Blocking Bernanke is Smart Economics, Smart Politics for Dems

Blocking Bernanke is Smart Economics, Smart Politics for Dems

Blocking Bernanke is Smart Economics, Smart Politics for Dems

If the Democratic Party wants to lose – or, to be more precise, wants to lose badly in 2010 and 2012, it need only maintain its current loyalty to the most powerful interests on Wall Street.

Facebook
Twitter
Email
Flipboard
Pocket

If the Democratic Party wants to lose – or, to be more precise, wants to lose badly in 2010 and 2012, it need only maintain its current loyalty to the most powerful interests on Wall Street.

The United States already has a party of Wall Street. It does not need two.

Yet, despite an occasional populist turn (like his current bank bashing), President Obama has with his absurd nominations and even more absurd policies given every indication that he intends to position the Democratic Party closer to corporate interests than all but the most reprehensible Republicans.

Forget about Obama’s rhetorical flourishes. As a candidate and as a president, he has too frequently chosen to side with multinational corporations rather than working Americans.

After he secured the 2008 Democratic presidential nomination, Obama told Fortune magazine that business executives did not need to worry about his talk of reforming U.S. free trade policies; despite some nice rhetorical flourishes on the primary campaign trail in hard-hit industrial states, Obama said, he had no intention of embracing or implementing a fair trade agenda.

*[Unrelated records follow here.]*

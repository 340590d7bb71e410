// src/db/predicate.rs

use sqlx::{Postgres, QueryBuilder};

use crate::{
    common::error::AppError,
    db::layout,
    models::{
        requests::ReadFilter,
        staging::{columns::*, ReportKind},
    },
};

#[derive(Debug, Clone, PartialEq, Eq)]
pub enum Condition {
    Equals(String),
    Contains(String),
}

/// Filtro de leitura já validado contra as colunas do tipo. É a única fonte do
/// WHERE: contagem e página usam a mesma instância.
#[derive(Debug, Clone, PartialEq, Eq)]
pub struct Predicate {
    kind: ReportKind,
    conditions: Vec<(&'static str, Condition)>,
}

impl Predicate {
    pub fn for_filter(kind: ReportKind, filter: &ReadFilter) -> Result<Self, AppError> {
        let mut predicate = Self {
            kind,
            conditions: Vec::new(),
        };

        predicate.add(OWNER, filter.owner.as_deref(), Condition::Equals)?;
        predicate.add(ACCOUNT_CODE, filter.account.as_deref(), Condition::Contains)?;
        predicate.add(
            ACCOUNT_DESCRIPTION,
            filter.account_description.as_deref(),
            Condition::Contains,
        )?;
        predicate.add(COST_CENTER, filter.cost_center.as_deref(), Condition::Contains)?;
        predicate.add(COUNTERPARTY_ID, filter.counterparty_id.as_deref(), Condition::Contains)?;
        predicate.add(ENTRY_TYPE, filter.entry_type.as_deref(), Condition::Contains)?;
        predicate.add(ENTRY_NUMBER, filter.entry_number.as_deref(), Condition::Contains)?;
        predicate.add(SOURCE_MODULE, filter.source_module.as_deref(), Condition::Equals)?;
        predicate.add(
            SOURCE_LEDGER,
            filter.source_ledger.map(|s| s.code()),
            Condition::Equals,
        )?;
        predicate.add(ACCOUNT_STATUS, filter.account_status.as_deref(), Condition::Equals)?;

        Ok(predicate)
    }

    fn add(
        &mut self,
        column: &'static str,
        value: Option<&str>,
        condition: fn(String) -> Condition,
    ) -> Result<(), AppError> {
        // Filtro vazio = sem filtro.
        let Some(value) = value.map(str::trim).filter(|v| !v.is_empty()) else {
            return Ok(());
        };
        if !layout::has_column(self.kind, column) {
            return Err(AppError::InvalidRequest(format!(
                "El reporte {} no admite el filtro '{}'.",
                self.kind, column
            )));
        }
        self.conditions.push((column, condition(value.to_string())));
        Ok(())
    }

    #[cfg(test)]
    pub fn conditions(&self) -> &[(&'static str, Condition)] {
        &self.conditions
    }

    /// Acrescenta o WHERE ao builder, com todos os valores como bind.
    pub fn push_where(&self, qb: &mut QueryBuilder<'_, Postgres>) {
        for (i, (column, condition)) in self.conditions.iter().enumerate() {
            qb.push(if i == 0 { " WHERE " } else { " AND " });
            qb.push(*column);
            match condition {
                Condition::Equals(value) => {
                    qb.push(" = ").push_bind(value.clone());
                }
                Condition::Contains(value) => {
                    qb.push(" ILIKE '%' || ")
                        .push_bind(escape_like(value))
                        .push(" || '%' ESCAPE '\\'");
                }
            }
        }
    }

    /// Avaliação em memória com a mesma semântica do SQL.
    #[cfg(test)]
    pub fn matches(&self, row: &crate::models::staging::StagedRow) -> bool {
        use crate::models::export::CellValue;

        self.conditions.iter().all(|(column, condition)| {
            let CellValue::Text(actual) = row.value(column) else {
                return false;
            };
            match condition {
                Condition::Equals(expected) => actual == *expected,
                Condition::Contains(needle) => {
                    actual.to_lowercase().contains(&needle.to_lowercase())
                }
            }
        })
    }
}

/// `%` e `_` digitados pelo usuário são literais.
pub fn escape_like(value: &str) -> String {
    let mut escaped = String::with_capacity(value.len());
    for c in value.chars() {
        if matches!(c, '\\' | '%' | '_') {
            escaped.push('\\');
        }
        escaped.push(c);
    }
    escaped
}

Once he was elected, Obama selected as his chief of staff the Democratic party’s most ardent advocate for free trade and the broader corporate program, Rahm Emanuel. Then, the new president peopled his administration with Wall Street insiders like Treasury Secretary Tim Geithner and economic adviser Larry Summers.

When it came time to push for stimulus legislation, Obama accepted a plan that squeezed necessary spending for job creation in order to pay for tax cuts for wealthier Americans. Now, instead of the promised unemployment rate of 8 percent or below, we’re in double digits.

When it came time to fund an automobile-industry bailout, Obama implemented a plan that shifted tens of billions of money from then U.S. Treasury into the accounts of firms that then announced they would close more than two dozen U.S. auto plants and use the federal money to fund the opening of new factories in China and Mexico. At the same time, those companies forced thousands of auto dealerships to shut their doors and layoff more than 100,000 workers.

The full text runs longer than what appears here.